On July 21st covering ,

I deal with people who have strong opinions about what they do. They are passionate experts. Some of them are musicians, some are programmers, some are something else. Some complain about being accused of being snobs about whatever their thing is — some wear it as a badge of honor. But truly, snobbery is destructive — it drives people away.

It’s the opposite of what the specialist needs to do, which is to share their love and enthusiasm for whatever their thing is, whether it’s modern chamber music, database design, or fine bicycles.

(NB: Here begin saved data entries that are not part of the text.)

//! End-to-end tests for the gateway: WebSocket relay and HTTP call routes.

use std::net::SocketAddr;
use std::time::Duration;

use axum::body::Body;
use axum::http::{Request, StatusCode};
use futures_util::{SinkExt, StreamExt};
use parley_call::CallRecordStore;
use parley_common::{
    Call, CallStatus, GatewayFrame, MediaKind, PresenceResponse, SessionDescription,
    SignalPayload, SignalingMessage,
};
use parley_gateway::{connect_database, router, AppState, GatewayConfig};
use tokio::net::{TcpListener, TcpStream};
use tokio_tungstenite::tungstenite::Message;
use tokio_tungstenite::{connect_async, MaybeTlsStream, WebSocketStream};
use tower::ServiceExt;

type Socket = WebSocketStream<MaybeTlsStream<TcpStream>>;

async fn test_state(config: GatewayConfig) -> AppState {
    let pool = connect_database("sqlite::memory:")
        .await
        .expect("Failed to create test database");
    AppState::new(pool, config)
}

async fn spawn_gateway(state: AppState) -> SocketAddr {
    let app = router(state);
    let listener = TcpListener::bind("127.0.0.1:0").await.unwrap();
    let addr = listener.local_addr().unwrap();
    tokio::spawn(async move {
        axum::serve(
            listener,
            app.into_make_service_with_connect_info::<SocketAddr>(),
        )
        .await
        .unwrap();
    });
    addr
}

async fn send(socket: &mut Socket, frame: &GatewayFrame) {
    let text = serde_json::to_string(frame).unwrap();
    socket.send(Message::text(text)).await.unwrap();
}

async fn recv(socket: &mut Socket) -> Option<GatewayFrame> {
    loop {
        let next = tokio::time::timeout(Duration::from_secs(2), socket.next())
            .await
            .expect("timed out waiting for a frame");
        match next {
            Some(Ok(Message::Text(text))) => {
                return Some(serde_json::from_str(text.as_str()).unwrap())
            }
            Some(Ok(Message::Close(_))) | None | Some(Err(_)) => return None,
            Some(Ok(_)) => continue,
        }
    }
}

async fn bind(addr: SocketAddr, user: &str) -> Socket {
    let (mut socket, _) = connect_async(format!("ws://{}/ws", addr)).await.unwrap();
    send(
        &mut socket,
        &GatewayFrame::Bind {
            user_id: user.to_string(),
        },
    )
    .await;
    match recv(&mut socket).await {
        Some(GatewayFrame::Bound { user_id }) => assert_eq!(user_id, user),
        other => panic!("expected Bound, got {:?}", other),
    }
    socket
}

#[tokio::test]
async fn test_signal_is_relayed_to_bound_target() {
    let state = test_state(GatewayConfig::default()).await;
    let addr = spawn_gateway(state.clone()).await;
    let mut alice = bind(addr, "alice").await;
    let mut bob = bind(addr, "bob").await;

    let call = state
        .store
        .create_call("alice", "bob", MediaKind::Audio)
        .await
        .unwrap();
    let offer = SignalingMessage::new(
        call.id,
        "alice",
        "bob",
        SignalPayload::Offer(SessionDescription::offer("v=0")),
    );
    send(&mut alice, &GatewayFrame::Signal(offer.clone())).await;

    // Bob first sees the record push, then the relayed offer.
    let mut relayed = None;
    for _ in 0..3 {
        match recv(&mut bob).await {
            Some(GatewayFrame::Signal(msg)) => {
                relayed = Some(msg);
                break;
            }
            Some(GatewayFrame::CallUpdated(update)) => assert_eq!(update.id, call.id),
            other => panic!("unexpected frame {:?}", other),
        }
    }
    assert_eq!(relayed, Some(offer.clone()));

    let rows = parley_gateway::db::signals_for_call(&state.pool, call.id)
        .await
        .unwrap();
    assert_eq!(rows.len(), 1);
    assert_eq!(rows[0].kind, "offer");
}

#[tokio::test]
async fn test_offline_target_is_reported_undeliverable() {
    let state = test_state(GatewayConfig::default()).await;
    let addr = spawn_gateway(state).await;
    let mut alice = bind(addr, "alice").await;

    let hangup = SignalingMessage::new(
        parley_common::CallId::new(),
        "alice",
        "carol",
        SignalPayload::Hangup,
    );
    send(&mut alice, &GatewayFrame::Signal(hangup.clone())).await;

    match recv(&mut alice).await {
        Some(GatewayFrame::Undeliverable {
            message_id,
            call_id,
            to_user_id,
        }) => {
            assert_eq!(message_id, hangup.id);
            assert_eq!(call_id, hangup.call_id);
            assert_eq!(to_user_id, "carol");
        }
        other => panic!("expected Undeliverable, got {:?}", other),
    }
}

#[tokio::test]
async fn test_spoofed_sender_is_refused() {
    let state = test_state(GatewayConfig::default()).await;
    let addr = spawn_gateway(state).await;
    let mut mallory = bind(addr, "mallory").await;
    let mut bob = bind(addr, "bob").await;

    let forged = SignalingMessage::new(
        parley_common::CallId::new(),
        "alice",
        "bob",
        SignalPayload::Hangup,
    );
    send(&mut mallory, &GatewayFrame::Signal(forged)).await;
    assert!(matches!(
        recv(&mut mallory).await,
        Some(GatewayFrame::Error { .. })
    ));

    let nothing = tokio::time::timeout(Duration::from_millis(200), bob.next()).await;
    assert!(nothing.is_err(), "bob must not receive the forged message");
}

#[tokio::test]
async fn test_signal_before_bind_is_refused() {
    let state = test_state(GatewayConfig::default()).await;
    let addr = spawn_gateway(state).await;
    let (mut socket, _) = connect_async(format!("ws://{}/ws", addr)).await.unwrap();

    let msg = SignalingMessage::new(
        parley_common::CallId::new(),
        "alice",
        "bob",
        SignalPayload::Accept,
    );
    send(&mut socket, &GatewayFrame::Signal(msg)).await;
    assert!(matches!(
        recv(&mut socket).await,
        Some(GatewayFrame::Error { .. })
    ));
    assert!(recv(&mut socket).await.is_none());
}

#[tokio::test]
async fn test_bind_timeout_closes_connection() {
    let state = test_state(GatewayConfig {
        bind_timeout: Duration::from_millis(200),
        ..GatewayConfig::default()
    })
    .await;
    let addr = spawn_gateway(state).await;
    let (mut socket, _) = connect_async(format!("ws://{}/ws", addr)).await.unwrap();

    match recv(&mut socket).await {
        Some(GatewayFrame::Error { message }) => assert_eq!(message, "Bind timeout"),
        other => panic!("expected bind timeout, got {:?}", other),
    }
    assert!(recv(&mut socket).await.is_none());
}

#[tokio::test]
async fn test_presence_follows_binding() {
    let state = test_state(GatewayConfig::default()).await;
    let addr = spawn_gateway(state.clone()).await;

    async fn online(state: &AppState, user: &str) -> bool {
        let response = router(state.clone())
            .oneshot(
                Request::get(format!("/v1/presence/{}", user))
                    .body(Body::empty())
                    .unwrap(),
            )
            .await
            .unwrap();
        assert_eq!(response.status(), StatusCode::OK);
        let bytes = axum::body::to_bytes(response.into_body(), usize::MAX)
            .await
            .unwrap();
        let presence: PresenceResponse = serde_json::from_slice(&bytes).unwrap();
        presence.online
    }

    assert!(!online(&state, "alice").await);
    let alice = bind(addr, "alice").await;
    assert!(online(&state, "alice").await);

    drop(alice);
    let mut offline = false;
    for _ in 0..50 {
        if !online(&state, "alice").await {
            offline = true;
            break;
        }
        tokio::time::sleep(Duration::from_millis(20)).await;
    }
    assert!(offline, "presence should clear after disconnect");
}

async fn call_request(
    state: &AppState,
    method: &str,
    uri: &str,
    body: Option<serde_json::Value>,
) -> (StatusCode, serde_json::Value) {
    let request = Request::builder()
        .method(method)
        .uri(uri)
        .header("content-type", "application/json");
    let request = match body {
        Some(body) => request.body(Body::from(body.to_string())).unwrap(),
        None => request.body(Body::empty()).unwrap(),
    };
    let response = router(state.clone()).oneshot(request).await.unwrap();
    let status = response.status();
    let bytes = axum::body::to_bytes(response.into_body(), usize::MAX)
        .await
        .unwrap();
    let json = if bytes.is_empty() {
        serde_json::Value::Null
    } else {
        serde_json::from_slice(&bytes).unwrap()
    };
    (status, json)
}

#[tokio::test]
async fn test_call_routes() {
    let state = test_state(GatewayConfig::default()).await;

    let (status, created) = call_request(
        &state,
        "POST",
        "/v1/calls",
        Some(serde_json::json!({
            "caller_id": "alice",
            "receiver_id": "bob",
            "media_kind": "video"
        })),
    )
    .await;
    assert_eq!(status, StatusCode::CREATED);
    let call: Call = serde_json::from_value(created).unwrap();
    assert_eq!(call.status, CallStatus::Ringing);

    let (status, fetched) = call_request(&state, "GET", &format!("/v1/calls/{}", call.id), None).await;
    assert_eq!(status, StatusCode::OK);
    assert_eq!(fetched["receiver_id"], "bob");

    let (status, accepted) =
        call_request(&state, "POST", &format!("/v1/calls/{}/accept", call.id), None).await;
    assert_eq!(status, StatusCode::OK);
    assert_eq!(accepted["status"], "accepted");

    let (status, connected) = call_request(
        &state,
        "POST",
        &format!("/v1/calls/{}/status", call.id),
        Some(serde_json::json!({ "status": "connected" })),
    )
    .await;
    assert_eq!(status, StatusCode::OK);
    assert_eq!(connected["status"], "connected");

    let (status, error) =
        call_request(&state, "POST", &format!("/v1/calls/{}/reject", call.id), None).await;
    assert_eq!(status, StatusCode::CONFLICT);
    assert!(error["error"].as_str().is_some());

    let (status, ended) =
        call_request(&state, "POST", &format!("/v1/calls/{}/end", call.id), None).await;
    assert_eq!(status, StatusCode::OK);
    assert_eq!(ended["status"], "ended");

    let (status, _) = call_request(
        &state,
        "GET",
        &format!("/v1/calls/{}", parley_common::CallId::new()),
        None,
    )
    .await;
    assert_eq!(status, StatusCode::NOT_FOUND);

    let (status, _) = call_request(&state, "GET", "/v1/calls/not-a-call", None).await;
    assert_eq!(status, StatusCode::BAD_REQUEST);
}

#[tokio::test]
async fn test_create_call_validates_participants() {
    let state = test_state(GatewayConfig::default()).await;
    let (status, _) = call_request(
        &state,
        "POST",
        "/v1/calls",
        Some(serde_json::json!({
            "caller_id": "alice",
            "receiver_id": "alice",
            "media_kind": "audio"
        })),
    )
    .await;
    assert_eq!(status, StatusCode::BAD_REQUEST);

    let (status, _) = call_request(
        &state,
        "POST",
        "/v1/calls",
        Some(serde_json::json!({
            "caller_id": "has space",
            "receiver_id": "bob",
            "media_kind": "audio"
        })),
    )
    .await;
    assert_eq!(status, StatusCode::BAD_REQUEST);
}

If you are deeply passionate about a thing and you have a refined appreciation for it that you are impelled to share, you are giving a great gift to your audience/customer base/community. If you’re derogatory towards the unwashed masses who aren’t connoisseurs like you, they will hate you and you deserve it.

It’s tricky, though, because if your appreciation for your thing far exceeds that of your audience (as it should) it will be very easy for people to feel criticized and shamed — even if you don’t have this attitude. You need to bend over backwards to show that you wish to share your passion, not humiliate those who don’t share it already.

The truly passionate experts I meet are able to give me a glimpse of what’s great about their thing, infect me with their enthusiasm and give me a bit of knowledge. I feel my world has expanded. The snob makes me feel diminished, slightly stupid and defective for not spending my life focused on their specialty.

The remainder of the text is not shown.